Psikiyatride Güncel; 2019;9(1):39-46
Bipolar bozukluklar:Döngülenmenin nörobiyolojisi
A Özerdem
Dokuz Eylül Üniversitesi, İzmir
Manik, depresif ve ötimik dönemler arasında döngülenme bipolar bozukluğun en önde gelen klinik özelliğidir. Tedavi sırasında ortaya
çıkan manik kayma, bipolar bozukluktaki döngülenmenin düzeneklerini anlamada en uygun klinik fenomendir. Manik kayma bir dizi düzenekle ilişkilendirilmiştir ancak bu nörobiyolojik değişkenlerin birbiriyle nasıl bir etkileşim içinde oldukları tam olarak bilinmemektedir.
Psikostimulanlar, trisiklik antidepresanlar, uyku yoksunluğu gibi bipolar bozukluğu olan bireylerde manik kaymaya yol açan etkenlerin
hepsi başta dopamin ve norepinefrin olmak üzere katekolamin düzeylerinde artışa yol açarlar. Bu artış glikojen-sentetaz kinaz-3 (GSK3) α, β ve protein kinaz C (PKC) gibi bipolar bozukuluk patofizyolojisinde rol oynayan ileti sistemlerini aktive ederek etkisini gösterir.
Katekolaminerjik aktarımda ve nöroplastisiteyle ilişkili beyinden köken alan nörotrofik faktör (BDNF) ve sirkadiyen döngü uzunluğunu
düzenleyen genlerde ortaya çıkan polimorfizmin de döngülenmeyle ilişkili olduğu gösterilmiştir. Artmış glukokortikoid düzeylerinin
sistemi farklı fizyolojik stresörler karşısında kırılgan hale getirmesinin, anormal glutamaterjik ileti ve sirkadyen ritim bozukluklarının da
döngülenmede rol oynadığı gösterilmiştir. Sirkadyen saati düzenleyen CLOCK gibi genlerin polimorfizmi, uyku bozukluğu ve sonuçta
nöroplastisiteyi sağlayan faktörleri (siklik AMP yanıt elemanını bağlayan protein (pCREB), BDNF ve ilişkili TrkB reseptörünü) kodlayan
gen ekspresyonundaki değişiklikler de maniye döngülenmeyle ilişkilendirilen unsurlar olmuştur. Klinik çalışmalara ilişkin yöntemsel sorunlar ve kullanılan hayvan modellerinin yapısal geçerlilik sorunu nedeniyle verilerin tutarlılığı sorgulanmakla birlikte, farmakoterapinin
yanı sıra sirkadyen ritmisiteyi sağlıklı tutacak yaşam biçimi düzenlemeleri, uyku bozukluklarının tedavisi, stresle baş etme yöntemlerinin
geliştirilmesi bipolar bozuklukta döngülenmenin engellenmesi açısından önemlidir.

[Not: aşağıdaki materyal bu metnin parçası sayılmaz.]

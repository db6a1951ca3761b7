//! Persistence seam for the account engine.
//!
//! Every method is one self-contained store operation: it checks a connection
//! out (or takes the in-memory lock), runs, and releases it before returning.
//! Operations that must be race-free (OTP issue and consume, credit
//! decrement, connection upsert) are single conditional statements, so
//! callers never need to hold a transaction across an `.await`.

mod memory;
mod pg;

pub use memory::MemoryStore;
pub use pg::PgStore;

use chrono::{DateTime, Utc};
use uuid::Uuid;

use voxmail_shared::errors::AppResult;

use crate::models::{
    ConnectionGrant, EmailHistoryRecord, Message, NewEmailHistory, NewMessage, NewUser,
    OAuthConnection, User, UserChanges,
};

pub trait AccountStore: Send + Sync {
    fn find_user_by_email(&self, email: &str) -> AppResult<Option<User>>;

    fn find_user_by_id(&self, id: Uuid) -> AppResult<Option<User>>;

    /// Inserts `new`, or when the email already exists applies only the
    /// populated fields of `changes`. Credits, creation time and any pending
    /// OTP challenge of an existing user are left alone.
    fn upsert_user(&self, new: NewUser, changes: UserChanges) -> AppResult<User>;

    /// Attaches a challenge to the user with this email, creating a bare user
    /// if none exists. Replaces any earlier challenge.
    fn store_otp(
        &self,
        email: &str,
        code: &str,
        expires_at: DateTime<Utc>,
        now: DateTime<Utc>,
    ) -> AppResult<User>;

    /// Clears the challenge if and only if `code` matches and it has not
    /// expired at `now`. Returns the user when this call consumed it.
    fn consume_otp(&self, email: &str, code: &str, now: DateTime<Utc>) -> AppResult<Option<User>>;

    /// Takes one credit. `Some(balance)` after a successful decrement, `None`
    /// when the balance was already zero. Unknown users are `NotFound`.
    fn decrement_credits(&self, user_id: Uuid) -> AppResult<Option<i32>>;

    fn upsert_connection(
        &self,
        user_id: Uuid,
        grant: &ConnectionGrant,
        now: DateTime<Utc>,
    ) -> AppResult<OAuthConnection>;

    fn find_connection(&self, user_id: Uuid) -> AppResult<Option<OAuthConnection>>;

    fn insert_message(&self, new: NewMessage) -> AppResult<Message>;

    /// Newest first by `(created_at, seq)`.
    fn messages_newest_first(&self, user_id: Uuid, offset: u64, limit: u64) -> AppResult<Vec<Message>>;

    fn insert_email_history(&self, new: NewEmailHistory) -> AppResult<EmailHistoryRecord>;

    /// Newest first by `sent_at`.
    fn email_history(&self, user_id: Uuid, limit: u64) -> AppResult<Vec<EmailHistoryRecord>>;

    fn ping(&self) -> AppResult<()>;
}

Bipolar disorders: neurobiology of cycling
Cycling is a core feature of bipolar disorder (BD). Treatment induced manic switch presents a good model for studying the neurobiology
of fluctuations in BD. A series of mechanisms have been associated with switching phenomenon. The interconnection between these
mechanisms is not well understood. Psychostimulants, tricyclic antidepressants and sleep deprivation induce manic switch in individuals
with bipolar disorder. They exert the switch inducing effect by increasing catecholamine, namely dopamine and noradrenaline levels.
Increased levels of dopamine and noradrenaline activate glycogen synthase kinase 3 (GSK-3) a and ß, and protein kinase C (PKC)
both of which are involved in pathophysiology of bipolar disorder. Polymorphism of genes that regulate catecholaminergic transmission,
neuroplasticity related elements such as brain derived neurotrophic factor (BDNF) and circadian rhythm cycle length play a role in
switching as well. Increased glucocorticoid levels which create vulnerability for physiological stressors, abnormalities in glutamatergic
transmission and disturbance in circadian rhythm are also related to the manic switch in BD. Sleep disturbance and polymorphism of
the CLOCK gene which regulates the circadian clock, act through alterations in neuroplasticity by changing expression of cyclic AMP
response element binding protein (pCREB), BDNF, related TrkB receptor and create a liability for switching. Methodological discordance
in clinical studies and the lack of construct validity of the animal models for bipolar disorder cause difficulty while interpreting the
findings. However, lifestyle changes in favor of maintaining circadian rhythm, treatment of sleep disturbances, and developing stress
management skills as adjunct to pharmacotherapy are essential for preventing relapses in bipolar disorder.